In a column last Wednesday, the Globe and Mail’s senior political columnist Jeffrey Simpson conceded that the policy differences that separate the NDP and Liberals from the Conservatives are minor: “In this campaign, amid all the venomous attack ads and excessive rhetoric you can hear the silence of agreement. Most of the agreeing is on Stephen Harper’s terms… [T]he squabbling over taxes and revenues are really at the margin of what Ottawa spends and raises in a given year.”

And the NDP leadership has responded to the surge in the party’s support and the increasing attention now being accorded it by the ruling elite by moving still further right. Last week, after he came under attack for criticizing the Canadian central bank’s interest rate policy, NDP leader Jack Layton rushed to declare that the NDP supports and upholds the autonomy of the Bank of Canada.

In an interview with Canadian Press Sunday, Layton announced that he will be contacting the Liberals and Conservatives immediately following the election to discuss a coalition or other form of alliance: “The essence of that plan is to phone all the other leaders and say this is what we’d like to accomplish, depending on the scenarios, hoping we’re in the leadership position,” Layton emphasized he is ready to join, support or lead a government with any of the parties “if there’s a dance partner—if [Conservative Prime Minister] Stephen Harper happens to be there, (or) another leader.”

On Saturday the Toronto Star, the traditional mouthpiece of the country’s liberal establishment published an editorial that endorsed the NDP in Monday’s election, while calling for a strategic vote for Liberal candidates especially in the Toronto area who could prevent the election of Conservatives. In its endorsement the Star praised the NDP for its “credible,” i.e. pro-business platform, while urging the federal NDP to “accept the challenge” of staking out even more right positions as the “pragmatic,” “successful” NDP provincial governments have done. 

The shake-up in Canada’s official politics—the surge in support for the NDP and the erosion in support for the Liberals, long the Canadian bourgeoisie’s preferred party of government—are a distorted expression of the intensification of class tensions.

In the coming period, as the bourgeoisie moves to impose its reactionary agenda, these tensions will find expression in the eruption of mass social struggles.

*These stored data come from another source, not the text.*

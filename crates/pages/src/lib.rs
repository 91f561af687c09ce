//! # Dashboard Pages
//!
//! Each page owns a generated dataset and turns a filter selection into a
//! `PageView`: notices plus ordered sections of tables and charts. Rendering is a
//! pure function of (dataset, selection), so one page instance can serve any number
//! of concurrent requests.

pub mod best_brokers;
pub mod broker_flow;
pub mod counterparty_flows;
pub mod error;
pub mod full_report;
pub mod home;
pub mod panel;
pub mod tables;
pub mod view;
pub mod winning_trades;

pub use error::PageError;
pub use panel::{Control, FilterPanel, FilterSelection, Placement, ResolvedFilters};
pub use view::{Link, Notice, NoticeLevel, PageView, RowCounts, ViewSection};

use best_brokers::BestBrokersPage;
use broker_flow::BrokerFlowPage;
use configuration::{Config, Navigation, PageId};
use counterparty_flows::CounterpartyFlowsPage;
use full_report::FullReportPage;
use home::HomePage;
use winning_trades::WinningTradesPage;

/// The core trait every dashboard page implements.
///
/// `Send + Sync` lets the web server share one instance of each page across
/// request handlers behind an `Arc`.
pub trait Page: Send + Sync {
    /// Which page this is.
    fn id(&self) -> PageId;

    /// The human-readable title shown in headings and the browser tab.
    fn title(&self) -> &str;

    /// The filter controls, with options taken from the page's dataset.
    fn panel(&self) -> FilterPanel;

    /// Builds the page for one filter selection.
    ///
    /// # Arguments
    ///
    /// * `selection` - Raw user input. Missing entries fall back to the control
    ///   defaults and unknown values are ignored, so any selection is acceptable.
    ///
    /// # Returns
    ///
    /// The view to present. An empty filter result is a normal view with a warning
    /// notice, never an error.
    fn render(&self, selection: &FilterSelection) -> Result<PageView, PageError>;
}

/// Creates a page, generating its dataset from the configuration.
///
/// Titles come from the navigation file when the page is listed there.
pub fn create_page(
    id: PageId,
    config: &Config,
    navigation: &Navigation,
) -> Result<Box<dyn Page>, PageError> {
    let title = |default: &str| {
        navigation
            .find(id)
            .map_or_else(|| default.to_string(), |entry| entry.title.clone())
    };
    let datasets = &config.datasets;

    let page: Box<dyn Page> = match id {
        PageId::Home => Box::new(HomePage::new(navigation.clone())),
        PageId::BrokerFlow => Box::new(BrokerFlowPage::new(
            title("Broker Flow"),
            &datasets.broker_flow,
        )?),
        PageId::WinningTrades => Box::new(WinningTradesPage::new(
            title("Winning Trades"),
            &datasets.winning_trades,
            &config.training,
        )?),
        PageId::CounterpartyFlows => Box::new(CounterpartyFlowsPage::new(
            title("Counterparty Flows"),
            &datasets.counterparty_flows,
        )?),
        PageId::BestBrokers => Box::new(BestBrokersPage::new(
            title("Best Brokers"),
            &datasets.best_brokers,
        )?),
        PageId::FullReport => Box::new(FullReportPage::new(
            title("Full Report"),
            &datasets.full_report,
        )?),
    };
    tracing::info!(page = %id, title = page.title(), "Page ready.");
    Ok(page)
}

/// Every page, built once at startup, plus the menu that links them.
pub struct PageRegistry {
    navigation: Navigation,
    pages: Vec<Box<dyn Page>>,
}

impl PageRegistry {
    pub fn build(config: &Config, navigation: Navigation) -> Result<Self, PageError> {
        let pages = PageId::ALL
            .into_iter()
            .map(|id| create_page(id, config, &navigation))
            .collect::<Result<Vec<_>, _>>()?;
        Ok(Self { navigation, pages })
    }

    pub fn navigation(&self) -> &Navigation {
        &self.navigation
    }

    pub fn get(&self, id: PageId) -> Option<&dyn Page> {
        self.pages
            .iter()
            .find(|page| page.id() == id)
            .map(|page| page.as_ref())
    }

    pub fn home(&self) -> Option<&dyn Page> {
        self.get(PageId::Home)
    }

    /// Looks a page up by the URL slug the navigation file gives it.
    pub fn by_path(&self, path: &str) -> Option<&dyn Page> {
        self.navigation
            .find_by_path(path)
            .and_then(|entry| self.get(entry.page))
    }
}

But if the working class is to put an end to the past quarter century of bitter reversals and defeats, it must break free politically and organizationally of those, beginning with the unions and NDP, who work to subordinate it to the capitalist profit system and serve, therefore, as enforcers of austerity and recruiting sergeants for imperialist war.

All the diverse struggles of working people against plant closures and social spending cuts must be fused into an independent political movement of the working class aimed at bringing to power a workers’ government committed to radically reorganizing socioeconomic life so that production is based on social need, not profit.